FEMS Microbiol Lett. 2014 Aug;357(2):208-16. doi: 10.1111/1574-6968.12512. Epub 2014 Jul 14.
Rapid detection of yeast contamination is important in the food industry. We have developed loop-mediated isothermal amplification (LAMP) assays to detect the emerging opportunistic pathogenic yeasts: Candida albicans, Candida glabrata, Candida tropicalis, the Candida parapsilosis group, Trichosporon asahii, and Trichosporon mucoides. These yeasts may cause deep-seated candidiasis or trichosporonosis. Four LAMP primer sets specific for Candida were designed to target the internal transcribed spacer 2 (ITS2) region between the 5.8S and 26S rRNA genes, and two LAMP primer sets specific for Trichosporon were designed to target the intergenic spacer 1 (IGS1) region between the 26S and 5S rRNA genes. The LAMP assays could detect these yeasts in a range between 10(0) and 10(3) cells mL(-1) in a contaminated dairy product within 1 h. We also developed multiplex LAMP assays to detect these Candida or Trichosporon species in a single reaction. Multiplex LAMP assays can detect contamination if at least one of the target species is present; they are more time- and cost-efficient than conventional methods and could detect target yeasts with sensitivity close to that of the LAMP assays. Multiplex LAMP assays established in this study can be used as a primary screening method for yeast contamination in food products.

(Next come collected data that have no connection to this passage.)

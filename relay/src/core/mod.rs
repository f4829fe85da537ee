pub mod codec;
pub mod llm;
pub mod pipeline;
pub mod queue;
pub mod stt;
pub mod tts;

pub use codec::CodecError;
pub use llm::{ChatModel, Conversation, LlmError, OpenAIChat, TokenReassembler, WordChunk};
pub use pipeline::{CallPipeline, PipelineConfig, PipelineState};
pub use queue::{QueueClosed, QueueReader, QueueWriter};
pub use stt::{AwsTranscribe, RecognitionService, STTError, TranscriptEvent};
pub use tts::{SynthesisMode, TTSError, create_synthesis_backend};
use serde::{Deserialize, Serialize};

use crate::core::tts::base::{TTSError, TTSResult};

pub const ELEVENLABS_BASE_URL: &str = "https://api.elevenlabs.io";
pub const DEFAULT_VOICE_ID: &str = "XrExE9yKIg1WjnnlVkGX";
pub const DEFAULT_MODEL_ID: &str = "eleven_monolingual_v1";
pub const DEFAULT_OUTPUT_FORMAT: &str = "pcm_16000";

/// Latency optimization level passed to the REST endpoint.
const STREAMING_LATENCY: u8 = 4;

#[derive(Debug, Clone, Copy, PartialEq, Serialize, Deserialize)]
pub struct VoiceSettings {
    pub similarity_boost: f32,
    pub stability: f32,
}

impl Default for VoiceSettings {
    fn default() -> Self {
        Self {
            similarity_boost: 0.5,
            stability: 0.0,
        }
    }
}

#[derive(Debug, Clone, PartialEq)]
pub struct ElevenLabsConfig {
    pub api_key: String,
    pub voice_id: String,
    pub model_id: String,
    /// `pcm_<rate>`; only raw PCM output can be converted for telephony.
    pub output_format: String,
    pub base_url: String,
    pub voice_settings: VoiceSettings,
}

impl Default for ElevenLabsConfig {
    fn default() -> Self {
        Self {
            api_key: String::new(),
            voice_id: DEFAULT_VOICE_ID.to_string(),
            model_id: DEFAULT_MODEL_ID.to_string(),
            output_format: DEFAULT_OUTPUT_FORMAT.to_string(),
            base_url: ELEVENLABS_BASE_URL.to_string(),
            voice_settings: VoiceSettings::default(),
        }
    }
}

impl ElevenLabsConfig {
    pub fn validate(&self) -> TTSResult<()> {
        if self.api_key.is_empty() {
            return Err(TTSError::InvalidConfiguration(
                "ElevenLabs API key is required".to_string(),
            ));
        }
        if self.voice_id.is_empty() {
            return Err(TTSError::InvalidConfiguration(
                "ElevenLabs voice id is required".to_string(),
            ));
        }
        self.sample_rate().map(|_| ())
    }

    /// Sample rate encoded in `output_format`.
    pub fn sample_rate(&self) -> TTSResult<u32> {
        self.output_format
            .strip_prefix("pcm_")
            .and_then(|rate| rate.parse().ok())
            .ok_or_else(|| {
                TTSError::InvalidConfiguration(format!(
                    "output format {} is not raw PCM",
                    self.output_format
                ))
            })
    }

    fn base(&self) -> &str {
        self.base_url.trim_end_matches('/')
    }

    /// REST endpoint for one-shot synthesis.
    pub fn http_url(&self) -> String {
        format!(
            "{}/v1/text-to-speech/{}?optimize_streaming_latency={}&output_format={}",
            self.base(),
            self.voice_id,
            STREAMING_LATENCY,
            self.output_format
        )
    }

    /// WebSocket endpoint for input streaming.
    pub fn ws_url(&self) -> String {
        let base = self.base();
        let base = if let Some(rest) = base.strip_prefix("https://") {
            format!("wss://{rest}")
        } else if let Some(rest) = base.strip_prefix("http://") {
            format!("ws://{rest}")
        } else {
            base.to_string()
        };

        format!(
            "{}/v1/text-to-speech/{}/stream-input?model_id={}&output_format={}",
            base, self.voice_id, self.model_id, self.output_format
        )
    }
}

#[cfg(test)]
mod tests {
    use super::*;

    fn config() -> ElevenLabsConfig {
        ElevenLabsConfig {
            api_key: "xi-test".to_string(),
            ..Default::default()
        }
    }

    #[test]
    fn test_urls() {
        let config = config();
        assert_eq!(
            config.http_url(),
            "https://api.elevenlabs.io/v1/text-to-speech/XrExE9yKIg1WjnnlVkGX?optimize_streaming_latency=4&output_format=pcm_16000"
        );
        assert_eq!(
            config.ws_url(),
            "wss://api.elevenlabs.io/v1/text-to-speech/XrExE9yKIg1WjnnlVkGX/stream-input?model_id=eleven_monolingual_v1&output_format=pcm_16000"
        );
    }

    #[test]
    fn test_ws_url_for_plain_http_base() {
        let config = ElevenLabsConfig {
            base_url: "http://127.0.0.1:9000/".to_string(),
            voice_id: "v1".to_string(),
            ..config()
        };
        assert!(config.ws_url().starts_with("ws://127.0.0.1:9000/v1/text-to-speech/v1/stream-input?"));
    }

    #[test]
    fn test_sample_rate_from_format() {
        assert_eq!(config().sample_rate().unwrap(), 16000);

        let mp3 = ElevenLabsConfig {
            output_format: "mp3_44100_128".to_string(),
            ..config()
        };
        assert!(mp3.sample_rate().is_err());
        assert!(mp3.validate().is_err());
    }

    #[test]
    fn test_missing_key() {
        assert!(matches!(
            ElevenLabsConfig::default().validate(),
            Err(TTSError::InvalidConfiguration(_))
        ));
    }
}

快速检测酵母污染在食品工业中至关重要。我们开发了环介导等温扩增(LAMP)检测方法,以检测新出现的机会致病性酵母:白色念珠菌、光滑念珠菌、热带念珠菌、近平滑念珠菌属、阿萨希毛孢子菌和黏液毛孢子菌。这些酵母可能会引起深部念珠菌病或毛孢子菌病。设计了四组针对念珠菌的LAMP引物,靶向5.8S和26S rRNA基因之间的内部转录间隔区2(ITS2)区域,设计了两组针对毛孢子菌的LAMP引物,靶向26S和5S rRNA基因之间的基因间隔区1(IGS1)区域。LAMP检测方法能够在1小时内检测出受污染乳制品中细胞浓度在10(0)至10(3) 个/mL之间的这些酵母。我们还开发了多重LAMP检测方法,以在单一反应中检测这些念珠菌或毛孢子菌物种。如果至少存在一种目标物种,多重LAMP检测方法就能检测出污染情况;它们比传统方法更节省时间和成本,并且能够以接近LAMP检测方法的灵敏度检测目标酵母。本研究中建立的多重LAMP检测方法可作为食品中酵母污染的初步筛选方法。